Work to complete: Give back the lines of the records exactly, starting at the first and ending at the one with "filename crates/gradekit-report/src/markdown.rs".

Material for this task:
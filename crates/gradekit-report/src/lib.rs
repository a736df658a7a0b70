//! gradekit-report — Report rendering for grading and screening runs.
//!
//! Turns the cohort reports produced by `gradekit-core` into
//! self-contained HTML pages and markdown summaries.

pub mod html;
pub mod markdown;
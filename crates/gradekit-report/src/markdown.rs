//! Markdown summaries for cohort reports.
//!
//! Compact enough to paste into an LMS announcement or a pull-request
//! style review thread.

use gradekit_core::report::{CohortGradingReport, CohortScreeningReport};

/// Format a grading report as markdown.
pub fn grading_markdown(report: &CohortGradingReport) -> String {
    let mut md = String::new();

    md.push_str(&format!(
        "**Summary:** {} essays graded out of {:.1}, cohort total {:.1}%, sentiment {}\n\n",
        report.insights.essay_count,
        report.max_mark,
        report.insights.total_score_percentage,
        report.insights.sentiment
    ));

    md.push_str("| Submission | Author | Score | Match % | Readability | Sentiment |\n");
    md.push_str("|------------|--------|-------|---------|-------------|-----------|\n");
    for grading in &report.results {
        md.push_str(&format!(
            "| {} | {} | {:.2} | {:.2}% | {:.1} | {} |\n",
            grading.submission_id,
            grading.author,
            grading.result.score,
            grading.result.overall_match_percentage,
            grading.result.readability_score,
            grading.result.sentiment
        ));
    }
    md.push('\n');

    if !report.insights.missing_keywords.is_empty() {
        md.push_str("### Missing keywords\n\n");
        for keyword in &report.insights.missing_keywords {
            md.push_str(&format!("- {keyword}\n"));
        }
    }

    md
}

/// Format a screening report as markdown.
pub fn screening_markdown(report: &CohortScreeningReport) -> String {
    let mut md = String::new();

    md.push_str(&format!(
        "**Summary:** {} submissions screened, {} flagged ({} high, {} medium, {} low)\n\n",
        report.results.len(),
        report.flagged.total(),
        report.flagged.high,
        report.flagged.medium,
        report.flagged.low
    ));

    md.push_str("| Submission | Author | Similarity | Risk | Matched sources |\n");
    md.push_str("|------------|--------|------------|------|-----------------|\n");
    for screening in &report.results {
        let risk = match screening.risk_level(report.alert_threshold) {
            Some(level) => level.to_string(),
            None => "-".to_string(),
        };
        let sources = if screening.report.matched_sources.is_empty() {
            "-".to_string()
        } else {
            screening
                .report
                .matched_sources
                .iter()
                .map(|s| format!("{} ({:.1}%)", s.submission_id, s.percentage))
                .collect::<Vec<_>>()
                .join(", ")
        };
        md.push_str(&format!(
            "| {} | {} | {:.2}% | {} | {} |\n",
            screening.submission_id,
            screening.author,
            screening.report.similarity_score,
            risk,
            sources
        ));
    }

    md
}

#[cfg(test)]
mod tests {
    use super::*;
    use gradekit_core::model::Sentiment;
    use gradekit_core::report::{
        CohortScreeningReport, FlaggedCounts, GradingResult, InsightSummary, MatchedSource,
        PlagiarismReport, SubmissionGrading, SubmissionScreening,
    };
    use uuid::Uuid;

    fn make_grading_report() -> CohortGradingReport {
        let results = vec![
            SubmissionGrading {
                submission_id: "s-1".into(),
                author: "John Doe".into(),
                result: GradingResult {
                    score: 8.5,
                    cosine_similarity: 0.85,
                    matched_keywords: vec!["normalization".into()],
                    missing_keywords: vec!["anomaly".into()],
                    sentiment: Sentiment::Positive,
                    readability_score: 62.3,
                    overall_match_percentage: 85.0,
                },
            },
            SubmissionGrading {
                submission_id: "s-2".into(),
                author: "Jane Smith".into(),
                result: GradingResult {
                    score: 3.2,
                    cosine_similarity: 0.32,
                    matched_keywords: vec![],
                    missing_keywords: vec!["normalization".into(), "anomaly".into()],
                    sentiment: Sentiment::Negative,
                    readability_score: 48.0,
                    overall_match_percentage: 32.0,
                },
            },
        ];
        CohortGradingReport {
            id: Uuid::nil(),
            created_at: chrono::Utc::now(),
            assessment_id: "db-essay".into(),
            max_mark: 10.0,
            insights: InsightSummary::from_results(&results, 10.0),
            results,
            duration_ms: 42,
        }
    }

    fn make_screening_report() -> CohortScreeningReport {
        let results = vec![
            SubmissionScreening {
                submission_id: "s-1".into(),
                author: "John Doe".into(),
                report: PlagiarismReport {
                    similarity_score: 86.4,
                    cosine_similarity: 0.86,
                    matched_sources: vec![MatchedSource {
                        submission_id: "s-2".into(),
                        question_id: Some("q-1".into()),
                        author: "Jane Smith".into(),
                        percentage: 86.4,
                    }],
                },
            },
            SubmissionScreening {
                submission_id: "s-2".into(),
                author: "Jane Smith".into(),
                report: PlagiarismReport::default(),
            },
        ];
        CohortScreeningReport {
            id: Uuid::nil(),
            created_at: chrono::Utc::now(),
            assessment_id: "db-essay".into(),
            alert_threshold: 30.0,
            flagged: FlaggedCounts::tally(&results, 30.0),
            results,
            duration_ms: 17,
        }
    }

    #[test]
    fn grading_markdown_lists_every_submission() {
        let md = grading_markdown(&make_grading_report());
        assert!(md.contains("**Summary:** 2 essays graded"));
        assert!(md.contains("| s-1 | John Doe | 8.50 |"));
        assert!(md.contains("| s-2 | Jane Smith | 3.20 |"));
        assert!(md.contains("### Missing keywords"));
        assert!(md.contains("- anomaly"));
    }

    #[test]
    fn screening_markdown_shows_risk_and_sources() {
        let md = screening_markdown(&make_screening_report());
        assert!(md.contains("**Summary:** 2 submissions screened, 1 flagged"));
        assert!(md.contains("| s-1 | John Doe | 86.40% | high | s-2 (86.4%) |"));
        // Unflagged rows carry a dash in the risk and source columns.
        assert!(md.contains("| s-2 | Jane Smith | 0.00% | - | - |"));
    }
}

Task output:
filename crates/gradekit-report/src/lib.rs
repository a736df658a7a0b70
//! gradekit-report — Report rendering for grading and screening runs.
//!
//! Turns the cohort reports produced by `gradekit-core` into
//! self-contained HTML pages and markdown summaries.

pub mod html;
pub mod markdown;
filename crates/gradekit-report/src/markdown.rs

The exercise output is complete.